Converting CSV Files for Vertices and Edges to Oracle-Defined Property Graph Flat Files

5.9.7 Converting CSV Files for Vertices and Edges to Oracle-Defined Property Graph Flat Files

Some applications use CSV (comma-separated value) format to encode vertices and edges of a graph. In this format, each record of the CSV file represents a single vertex or edge, with all its properties. You can convert a CSV file representing the vertices of a graph to Oracle-defined flat file format definition (.opv for vertices, .ope for edges).

The CSV file to be converted may include a header line specifying the column name and the type of the attribute that the column represents. If the header includes only the attribute names, then the converter will assume that the data type of the values will be String.

The Java APIs to convert CSV to OPV or OPE receive an InputStream from which they read the vertices or edges (from CSV), and write them in the .opv or .ope format to an OutputStream. The converter APIs also allow customization of the conversion process.

The following subtopics provide instructions for converting vertices and edges:

Vertices: Converting a CSV File to Oracle-Defined Flat File Format (.opv)
Edges: Converting a CSV File to Oracle-Defined Flat File Format (.ope)

The instructions for both are very similar, but with differences specific to vertices and edges.

Vertices: Converting a CSV File to Oracle-Defined Flat File Format (.opv)

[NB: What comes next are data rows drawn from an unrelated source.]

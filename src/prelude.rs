//! Convenient imports for common functionality.

pub use crate::aggregate::{
    ResultAggregator, ResultShape, RowCountAggregator, RowsAggregator, SingleRowAggregator,
};
pub use crate::catalog::CatalogDb;
pub use crate::completion::{Completion, CompletionGuard};
pub use crate::connection::{ConnectionHandle, ConnectionState, DatabaseDriver, EventSink};
pub use crate::error::{CatalogDbError, ErrorKind};
pub use crate::executor::{ProcedureExecutor, QueryExecutor, RequestState, dispatch, dispatch_with};
pub use crate::models::{Book, MutationOutcome, NewBook, NewUser};
pub use crate::request::Request;
pub use crate::results::Row;
pub use crate::types::{RowValues, SqlParam, SqlType};

#[cfg(feature = "mssql")]
pub use crate::mssql::{MssqlDriver, MssqlOptions, MssqlOptionsBuilder};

If the CSV file does not include a header, you must specify a ColumnToAttrMapping array describing all the attribute names (mapped to its values data types) in the same order in which they appear in the CSV file. Additionally, the entire columns from the CSV file must be described in the array, including special columns such as the ID for the vertices. If you want to specify the headers for the column in the first line of the same CSV file, then this parameter must be set to null.

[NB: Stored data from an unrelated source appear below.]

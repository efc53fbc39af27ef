#![cfg(feature = "test-utils")]

use catalog_db::prelude::*;
use catalog_db::test_utils::FakeCatalogServer;

fn catalog(server: &FakeCatalogServer) -> CatalogDb {
    CatalogDb::new(ConnectionHandle::from_driver(server.clone()))
}

fn titles(rows: &[Row]) -> Vec<String> {
    rows.iter()
        .filter_map(|r| r.get("titulo").and_then(RowValues::as_text).map(str::to_owned))
        .collect()
}

#[tokio::test]
async fn insert_list_delete_round_trip() -> Result<(), CatalogDbError> {
    let server = FakeCatalogServer::new();
    let db = catalog(&server);

    let inserted = db.insert_book(&NewBook::new("Foo", "Bar").stock(5)).await?;
    assert!(inserted.success);
    assert_eq!(inserted.message, "Book inserted successfully");
    assert_eq!(inserted.rows_affected, 1);

    let books = db.list_books_typed().await?;
    let foo = books
        .iter()
        .find(|b| b.title == "Foo" && b.author == "Bar")
        .ok_or_else(|| CatalogDbError::NotFound("Foo".into()))?;
    assert_eq!(foo.stock, Some(5));
    assert_eq!(foo.publisher, None);

    let deleted = db.delete_book(i32::try_from(foo.id).unwrap_or(i32::MAX)).await?;
    assert_eq!(deleted.rows_affected, 1);
    assert_eq!(deleted.message, "Book deleted successfully");

    let rows = db.list_books().await?;
    assert!(!titles(&rows).contains(&"Foo".to_string()));
    // Soft delete keeps the row.
    assert_eq!(server.state().lock().map(|s| s.book_count()).unwrap_or(0), 1);
    Ok(())
}

#[tokio::test]
async fn listing_is_sorted_by_title() -> Result<(), CatalogDbError> {
    let server = FakeCatalogServer::new();
    let db = catalog(&server);
    for title in ["Moby Dick", "Dune", "Emma"] {
        db.insert_book(&NewBook::new(title, "Someone")).await?;
    }

    let rows = db.list_books().await?;
    assert_eq!(titles(&rows), ["Dune", "Emma", "Moby Dick"]);
    assert_eq!(rows[0].len(), 9);
    Ok(())
}

#[tokio::test]
async fn empty_catalog_lists_nothing() -> Result<(), CatalogDbError> {
    let db = catalog(&FakeCatalogServer::new());
    assert!(db.list_books().await?.is_empty());
    Ok(())
}

#[tokio::test]
async fn duplicate_email_is_a_constraint_violation() -> Result<(), CatalogDbError> {
    let db = catalog(&FakeCatalogServer::new());
    let user = NewUser {
        names: "Ana".into(),
        surname: "Lopez".into(),
        phone: 18_095_551_234,
        email: "ana@example.com".into(),
        password: "pw".into(),
    };

    let created = db.insert_user(&user).await?;
    assert_eq!(created.rows_affected, 1);
    assert_eq!(created.message, "User created successfully");

    let err = db.insert_user(&user).await.unwrap_err();
    assert!(err.is_constraint_violation());
    assert_eq!(err.kind(), ErrorKind::ConstraintViolation);
    assert!(err.to_string().contains("UNIQUE KEY"));
    Ok(())
}

#[tokio::test]
async fn duplicate_isbn_is_rejected_on_insert_and_update() -> Result<(), CatalogDbError> {
    let db = catalog(&FakeCatalogServer::new());
    db.insert_book(&NewBook::new("One", "A").isbn("978-1")).await?;
    db.insert_book(&NewBook::new("Two", "B").isbn("978-2")).await?;

    let err = db
        .insert_book(&NewBook::new("Three", "C").isbn("978-1"))
        .await
        .unwrap_err();
    assert!(err.is_constraint_violation());

    let err = db
        .update_book(2, &NewBook::new("Two", "B").isbn("978-1"))
        .await
        .unwrap_err();
    assert!(err.is_constraint_violation());

    // Keeping its own ISBN is fine.
    let updated = db
        .update_book(2, &NewBook::new("Two, revised", "B").isbn("978-2"))
        .await?;
    assert_eq!(updated.rows_affected, 1);
    Ok(())
}

#[tokio::test]
async fn login_matches_credentials_and_active_flag() -> Result<(), CatalogDbError> {
    let server = FakeCatalogServer::new();
    server.add_user("ana@example.com", "pw", true);
    server.add_user("old@example.com", "pw", false);
    let db = catalog(&server);

    let row = db
        .login_user("ana@example.com", "pw", true)
        .await?
        .ok_or_else(|| CatalogDbError::NotFound("ana".into()))?;
    assert_eq!(
        row.get("correoelectronico").and_then(RowValues::as_text),
        Some("ana@example.com")
    );

    assert!(db.login_user("ana@example.com", "wrong", true).await?.is_none());
    assert!(db.login_user("nobody@example.com", "pw", true).await?.is_none());
    assert!(db.login_user("old@example.com", "pw", true).await?.is_none());
    assert!(db.login_user("old@example.com", "pw", false).await?.is_some());
    Ok(())
}

#[tokio::test]
async fn missing_book_affects_no_rows() -> Result<(), CatalogDbError> {
    let db = catalog(&FakeCatalogServer::new());

    let updated = db.update_book(999, &NewBook::new("X", "Y")).await?;
    assert_eq!(updated.rows_affected, 0);
    let deleted = db.delete_book(999).await?;
    assert_eq!(deleted.rows_affected, 0);
    assert!(matches!(
        deleted.expect_found("book 999"),
        Err(CatalogDbError::NotFound(_))
    ));
    Ok(())
}

#[tokio::test]
async fn deleted_book_cannot_be_deleted_or_updated_again() -> Result<(), CatalogDbError> {
    let db = catalog(&FakeCatalogServer::new());
    db.insert_book(&NewBook::new("Foo", "Bar")).await?;

    assert_eq!(db.delete_book(1).await?.rows_affected, 1);
    assert_eq!(db.delete_book(1).await?.rows_affected, 0);
    assert_eq!(db.update_book(1, &NewBook::new("Foo", "Bar")).await?.rows_affected, 0);
    Ok(())
}

#[tokio::test]
async fn failed_connection_fails_every_operation() {
    let db = CatalogDb::new(ConnectionHandle::failed("Login failed for user 'app'."));

    let err = db.list_books().await.unwrap_err();
    assert_eq!(err.kind(), ErrorKind::Connection);
    let err = db.delete_book(1).await.unwrap_err();
    assert_eq!(err.kind(), ErrorKind::Connection);
    assert!(err.to_string().contains("Login failed"));
}

#[tokio::test]
async fn closed_connection_rejects_requests() -> Result<(), CatalogDbError> {
    let db = catalog(&FakeCatalogServer::new());
    db.connection().close().await?;

    assert_eq!(db.connection().state(), ConnectionState::Closed);
    let err = db.list_books().await.unwrap_err();
    assert_eq!(err.kind(), ErrorKind::Connection);
    Ok(())
}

To convert a CSV file representing vertices, you can use one of the convertCSV2OPV APIs. The simplest of these APIs requires:

An InputStream to read vertices from a CSV file
The name of the column that is representing the vertex ID (this column must appear in the CSV file)
An integer offset to add to the VID (an offset is useful to avoid collision in ID values of graph elements)
A ColumnToAttrMapping array (which must be null if the headers are specified in the file)
Degree of parallelism (DOP)
An integer denoting offset (number of vertex records to skip) before converting
An OutputStream in which the vertex flat file (.opv) will be written
An optional DataConverterListener that can be used to keep track of the conversion progress and decide what to do if an error occurs

Additional parameters can be used to specify a different format of the CSV file:

The delimiter character, which is used to separate tokens in a record. The default is the comma character ',’.
The quotation character, which is used to quote String values so they can contain special characters, for example, commas. If a quotation character appears in the value of the String itself, it must be escaped either by duplication or by placing a backslash character '\' before it. Some examples are:
- """Hello, world"", the screen showed…"
- "But Vader replied: \"No, I am your father.\""
The Date format, which will be used to parse the date values. For the CSV conversion, this parameter can be null, but it is recommended to be specified if the CSV has a specific date format. Providing a specific date format helps performance, because that format will be used as the first option when trying to parse date values. Some example date formats are:
- "yyyy-MM-dd'T'HH:mm:ss.SSSXXX"
- "MM/dd/yyyy HH:mm:ss"
- "ddd, dd MMM yyyy HH':'mm':'ss 'GMT'"
- "dddd, dd MMMM yyyy hh:mm:ss"
- "yyyy-MM-dd"
- "MM/dd/yyyy"
A flag indicating if the CSV file contains String values with new line characters. If this parameter is set to true, all the Strings in the file that contain new lines or quotation characters as values must be quoted.
- "The first lines of Don Quixote are:""In a village of La Mancha, the name of which I have no desire to call to mind""."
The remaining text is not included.